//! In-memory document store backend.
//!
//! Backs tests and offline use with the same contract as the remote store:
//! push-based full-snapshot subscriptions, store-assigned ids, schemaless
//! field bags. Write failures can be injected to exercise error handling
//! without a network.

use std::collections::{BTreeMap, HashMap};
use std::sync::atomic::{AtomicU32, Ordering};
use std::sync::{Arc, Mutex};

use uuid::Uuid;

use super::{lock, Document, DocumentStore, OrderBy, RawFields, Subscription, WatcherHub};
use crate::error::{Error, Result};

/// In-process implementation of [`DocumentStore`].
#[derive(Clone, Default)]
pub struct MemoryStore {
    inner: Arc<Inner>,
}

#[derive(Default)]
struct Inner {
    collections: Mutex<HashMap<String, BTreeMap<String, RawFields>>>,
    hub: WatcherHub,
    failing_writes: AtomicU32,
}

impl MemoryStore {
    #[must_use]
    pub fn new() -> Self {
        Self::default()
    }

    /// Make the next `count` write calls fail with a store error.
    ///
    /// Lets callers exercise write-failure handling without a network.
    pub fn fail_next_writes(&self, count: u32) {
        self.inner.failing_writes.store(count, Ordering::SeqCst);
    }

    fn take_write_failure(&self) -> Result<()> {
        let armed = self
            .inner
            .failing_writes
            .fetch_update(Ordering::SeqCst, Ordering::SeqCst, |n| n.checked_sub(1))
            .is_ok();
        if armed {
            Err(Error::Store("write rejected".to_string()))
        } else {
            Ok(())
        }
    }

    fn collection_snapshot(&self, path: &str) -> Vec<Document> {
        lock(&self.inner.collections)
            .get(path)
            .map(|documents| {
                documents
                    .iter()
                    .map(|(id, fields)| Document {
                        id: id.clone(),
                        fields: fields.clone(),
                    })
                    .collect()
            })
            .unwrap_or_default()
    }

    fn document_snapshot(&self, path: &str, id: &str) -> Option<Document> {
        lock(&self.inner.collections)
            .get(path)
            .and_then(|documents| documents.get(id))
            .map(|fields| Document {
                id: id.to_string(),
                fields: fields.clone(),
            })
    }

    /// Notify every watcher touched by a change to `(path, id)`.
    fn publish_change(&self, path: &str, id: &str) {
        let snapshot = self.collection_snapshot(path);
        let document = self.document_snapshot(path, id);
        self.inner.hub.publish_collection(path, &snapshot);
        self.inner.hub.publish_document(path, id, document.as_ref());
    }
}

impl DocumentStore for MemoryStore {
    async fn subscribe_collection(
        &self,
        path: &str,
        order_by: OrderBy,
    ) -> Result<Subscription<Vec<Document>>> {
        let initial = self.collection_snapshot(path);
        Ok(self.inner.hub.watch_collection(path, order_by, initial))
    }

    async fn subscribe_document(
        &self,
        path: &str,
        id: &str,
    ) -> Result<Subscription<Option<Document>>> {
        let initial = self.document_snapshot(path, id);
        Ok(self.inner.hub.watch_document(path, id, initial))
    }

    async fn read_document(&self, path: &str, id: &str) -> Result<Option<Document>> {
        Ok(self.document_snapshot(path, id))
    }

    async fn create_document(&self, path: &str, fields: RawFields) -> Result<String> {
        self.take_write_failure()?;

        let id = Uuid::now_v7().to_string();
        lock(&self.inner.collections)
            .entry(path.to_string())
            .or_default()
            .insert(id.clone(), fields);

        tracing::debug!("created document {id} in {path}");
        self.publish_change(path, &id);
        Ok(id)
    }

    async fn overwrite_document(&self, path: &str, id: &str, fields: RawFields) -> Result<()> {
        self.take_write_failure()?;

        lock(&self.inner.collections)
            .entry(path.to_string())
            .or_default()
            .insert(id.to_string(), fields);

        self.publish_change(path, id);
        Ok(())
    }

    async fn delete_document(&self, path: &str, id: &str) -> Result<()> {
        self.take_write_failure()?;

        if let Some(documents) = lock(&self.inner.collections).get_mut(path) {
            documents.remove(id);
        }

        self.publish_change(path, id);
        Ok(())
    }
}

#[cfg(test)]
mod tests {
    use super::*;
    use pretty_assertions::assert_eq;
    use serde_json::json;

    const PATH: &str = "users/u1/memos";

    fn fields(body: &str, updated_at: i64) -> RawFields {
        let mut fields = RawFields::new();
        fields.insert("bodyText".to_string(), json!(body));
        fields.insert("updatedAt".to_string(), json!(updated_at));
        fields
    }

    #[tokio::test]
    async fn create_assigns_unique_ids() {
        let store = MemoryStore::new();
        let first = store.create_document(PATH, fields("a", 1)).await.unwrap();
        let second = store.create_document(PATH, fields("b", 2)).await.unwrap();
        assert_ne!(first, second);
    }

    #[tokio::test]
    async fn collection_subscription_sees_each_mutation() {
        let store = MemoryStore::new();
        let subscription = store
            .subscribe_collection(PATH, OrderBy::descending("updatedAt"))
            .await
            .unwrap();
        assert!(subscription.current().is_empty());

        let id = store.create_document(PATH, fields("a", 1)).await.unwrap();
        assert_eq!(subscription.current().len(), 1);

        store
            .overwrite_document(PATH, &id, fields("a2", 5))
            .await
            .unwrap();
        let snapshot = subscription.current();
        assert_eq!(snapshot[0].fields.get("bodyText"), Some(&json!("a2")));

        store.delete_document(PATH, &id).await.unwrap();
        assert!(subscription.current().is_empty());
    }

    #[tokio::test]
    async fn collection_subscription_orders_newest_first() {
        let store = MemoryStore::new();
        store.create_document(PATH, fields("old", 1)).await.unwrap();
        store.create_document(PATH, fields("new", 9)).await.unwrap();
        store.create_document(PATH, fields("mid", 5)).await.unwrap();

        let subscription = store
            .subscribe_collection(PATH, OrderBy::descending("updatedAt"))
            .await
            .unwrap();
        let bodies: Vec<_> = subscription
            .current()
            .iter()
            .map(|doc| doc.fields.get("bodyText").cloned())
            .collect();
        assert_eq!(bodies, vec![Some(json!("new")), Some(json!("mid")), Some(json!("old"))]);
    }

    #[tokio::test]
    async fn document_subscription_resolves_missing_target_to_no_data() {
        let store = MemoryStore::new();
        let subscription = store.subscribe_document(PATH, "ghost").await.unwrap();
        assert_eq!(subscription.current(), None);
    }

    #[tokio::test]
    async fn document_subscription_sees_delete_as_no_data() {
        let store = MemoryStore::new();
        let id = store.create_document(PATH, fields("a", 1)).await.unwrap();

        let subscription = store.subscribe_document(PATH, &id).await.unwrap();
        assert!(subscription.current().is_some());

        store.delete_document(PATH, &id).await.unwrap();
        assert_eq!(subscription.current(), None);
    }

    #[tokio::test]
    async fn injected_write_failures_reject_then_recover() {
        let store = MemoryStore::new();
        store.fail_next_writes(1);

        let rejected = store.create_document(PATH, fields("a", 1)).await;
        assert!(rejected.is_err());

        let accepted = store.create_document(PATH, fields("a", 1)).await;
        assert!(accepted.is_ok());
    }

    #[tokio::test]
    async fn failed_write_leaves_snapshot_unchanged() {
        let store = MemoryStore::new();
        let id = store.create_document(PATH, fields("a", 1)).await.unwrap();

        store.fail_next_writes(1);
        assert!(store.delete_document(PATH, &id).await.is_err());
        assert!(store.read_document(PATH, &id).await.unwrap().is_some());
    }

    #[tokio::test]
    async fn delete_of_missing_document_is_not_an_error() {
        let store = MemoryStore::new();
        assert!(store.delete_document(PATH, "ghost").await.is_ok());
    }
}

--------------------------------

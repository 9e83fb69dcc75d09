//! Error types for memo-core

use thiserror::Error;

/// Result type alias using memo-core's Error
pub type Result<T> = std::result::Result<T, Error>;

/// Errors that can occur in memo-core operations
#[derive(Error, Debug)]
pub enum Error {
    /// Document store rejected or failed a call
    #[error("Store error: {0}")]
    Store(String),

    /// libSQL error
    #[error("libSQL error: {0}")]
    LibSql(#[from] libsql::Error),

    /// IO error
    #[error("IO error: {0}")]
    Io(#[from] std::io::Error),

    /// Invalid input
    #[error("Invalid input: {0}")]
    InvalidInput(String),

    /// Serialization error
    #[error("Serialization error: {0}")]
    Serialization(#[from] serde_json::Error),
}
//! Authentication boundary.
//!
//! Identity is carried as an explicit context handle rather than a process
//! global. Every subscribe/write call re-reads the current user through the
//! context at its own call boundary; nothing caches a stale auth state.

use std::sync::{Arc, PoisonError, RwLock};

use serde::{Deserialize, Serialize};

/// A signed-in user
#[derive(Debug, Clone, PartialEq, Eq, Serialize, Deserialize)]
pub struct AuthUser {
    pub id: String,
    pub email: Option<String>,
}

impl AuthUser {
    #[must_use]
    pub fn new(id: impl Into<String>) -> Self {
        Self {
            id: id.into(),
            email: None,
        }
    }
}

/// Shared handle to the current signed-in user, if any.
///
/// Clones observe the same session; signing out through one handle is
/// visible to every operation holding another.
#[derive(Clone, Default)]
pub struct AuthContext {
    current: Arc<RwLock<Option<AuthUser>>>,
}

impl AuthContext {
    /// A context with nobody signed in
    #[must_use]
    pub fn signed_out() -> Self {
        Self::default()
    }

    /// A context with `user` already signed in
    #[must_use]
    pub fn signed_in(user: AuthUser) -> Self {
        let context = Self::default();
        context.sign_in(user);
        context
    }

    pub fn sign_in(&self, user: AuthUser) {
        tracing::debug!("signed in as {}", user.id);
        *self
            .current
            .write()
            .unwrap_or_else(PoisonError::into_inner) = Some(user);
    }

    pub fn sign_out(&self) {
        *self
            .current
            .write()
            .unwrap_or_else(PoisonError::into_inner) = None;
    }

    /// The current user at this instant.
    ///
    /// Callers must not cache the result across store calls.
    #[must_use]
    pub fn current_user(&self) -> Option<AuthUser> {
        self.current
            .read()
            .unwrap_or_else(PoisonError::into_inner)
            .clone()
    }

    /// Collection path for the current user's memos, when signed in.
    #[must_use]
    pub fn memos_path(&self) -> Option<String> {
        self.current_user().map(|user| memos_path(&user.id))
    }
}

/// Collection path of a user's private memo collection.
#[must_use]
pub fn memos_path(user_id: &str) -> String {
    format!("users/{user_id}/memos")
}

--------------------------------

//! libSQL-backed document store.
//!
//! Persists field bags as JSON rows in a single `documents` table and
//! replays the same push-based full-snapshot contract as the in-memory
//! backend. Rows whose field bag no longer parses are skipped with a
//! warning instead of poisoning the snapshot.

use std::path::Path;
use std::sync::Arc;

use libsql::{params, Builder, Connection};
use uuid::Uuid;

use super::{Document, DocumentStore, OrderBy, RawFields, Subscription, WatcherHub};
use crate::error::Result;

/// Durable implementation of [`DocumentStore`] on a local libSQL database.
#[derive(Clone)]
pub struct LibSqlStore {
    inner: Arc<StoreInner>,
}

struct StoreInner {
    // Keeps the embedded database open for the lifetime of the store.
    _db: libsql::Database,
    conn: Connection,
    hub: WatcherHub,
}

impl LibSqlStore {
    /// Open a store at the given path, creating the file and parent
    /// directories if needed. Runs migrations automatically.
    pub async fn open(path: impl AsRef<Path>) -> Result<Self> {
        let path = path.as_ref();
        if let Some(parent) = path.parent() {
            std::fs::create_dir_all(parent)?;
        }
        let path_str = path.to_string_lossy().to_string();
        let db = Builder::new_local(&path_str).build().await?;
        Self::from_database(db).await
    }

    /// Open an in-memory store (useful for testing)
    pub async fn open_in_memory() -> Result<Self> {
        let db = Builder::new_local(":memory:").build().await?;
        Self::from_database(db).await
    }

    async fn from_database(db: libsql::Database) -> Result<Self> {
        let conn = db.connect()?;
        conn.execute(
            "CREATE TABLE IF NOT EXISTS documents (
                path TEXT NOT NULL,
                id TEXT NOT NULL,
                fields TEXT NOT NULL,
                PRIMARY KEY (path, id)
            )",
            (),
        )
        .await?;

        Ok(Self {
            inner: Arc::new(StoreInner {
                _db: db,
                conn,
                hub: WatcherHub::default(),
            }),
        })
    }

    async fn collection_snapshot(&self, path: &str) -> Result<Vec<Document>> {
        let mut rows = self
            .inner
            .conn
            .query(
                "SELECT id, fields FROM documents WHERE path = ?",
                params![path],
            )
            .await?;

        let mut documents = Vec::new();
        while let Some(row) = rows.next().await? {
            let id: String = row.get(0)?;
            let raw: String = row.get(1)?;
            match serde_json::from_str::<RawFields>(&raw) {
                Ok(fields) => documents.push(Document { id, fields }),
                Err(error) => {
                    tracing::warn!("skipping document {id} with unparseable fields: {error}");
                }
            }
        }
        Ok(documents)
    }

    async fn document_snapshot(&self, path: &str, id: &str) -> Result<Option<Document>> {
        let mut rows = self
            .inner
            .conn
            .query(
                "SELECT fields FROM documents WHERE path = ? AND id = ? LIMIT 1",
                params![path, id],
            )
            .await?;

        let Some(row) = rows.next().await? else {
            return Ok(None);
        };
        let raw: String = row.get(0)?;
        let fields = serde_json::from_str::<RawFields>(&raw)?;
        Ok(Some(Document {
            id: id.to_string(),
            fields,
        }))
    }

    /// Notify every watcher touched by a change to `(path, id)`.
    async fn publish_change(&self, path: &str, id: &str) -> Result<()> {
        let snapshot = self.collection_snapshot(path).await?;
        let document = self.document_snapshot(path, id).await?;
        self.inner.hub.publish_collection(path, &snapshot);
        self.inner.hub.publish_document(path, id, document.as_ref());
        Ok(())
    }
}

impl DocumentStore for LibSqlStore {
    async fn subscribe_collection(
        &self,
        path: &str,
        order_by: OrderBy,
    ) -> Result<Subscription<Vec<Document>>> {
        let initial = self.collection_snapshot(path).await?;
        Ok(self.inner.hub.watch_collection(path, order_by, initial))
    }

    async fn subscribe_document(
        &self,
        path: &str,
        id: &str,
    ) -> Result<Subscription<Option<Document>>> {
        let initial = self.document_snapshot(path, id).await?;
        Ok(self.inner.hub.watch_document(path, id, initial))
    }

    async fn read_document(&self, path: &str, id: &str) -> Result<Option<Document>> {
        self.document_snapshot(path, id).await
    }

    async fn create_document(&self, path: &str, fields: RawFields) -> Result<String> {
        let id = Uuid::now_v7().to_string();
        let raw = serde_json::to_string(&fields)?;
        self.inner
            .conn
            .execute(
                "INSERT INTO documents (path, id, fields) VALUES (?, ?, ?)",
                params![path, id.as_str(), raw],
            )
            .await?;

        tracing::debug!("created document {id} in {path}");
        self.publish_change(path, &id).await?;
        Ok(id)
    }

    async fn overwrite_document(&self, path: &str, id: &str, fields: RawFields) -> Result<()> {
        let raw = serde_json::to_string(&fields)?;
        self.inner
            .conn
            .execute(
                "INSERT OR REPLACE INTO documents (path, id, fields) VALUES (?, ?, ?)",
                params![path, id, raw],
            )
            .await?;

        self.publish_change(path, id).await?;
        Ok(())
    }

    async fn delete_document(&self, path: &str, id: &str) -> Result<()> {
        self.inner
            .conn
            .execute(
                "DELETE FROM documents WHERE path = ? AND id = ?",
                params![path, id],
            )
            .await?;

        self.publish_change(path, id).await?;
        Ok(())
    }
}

--------------------------------

> Exercise prompt
Copy out every line in the entries above that holds "parent".

> Answer to the problem
    /// Open a store at the given path, creating the file and parent
        if let Some(parent) = path.parent() {
            std::fs::create_dir_all(parent)?;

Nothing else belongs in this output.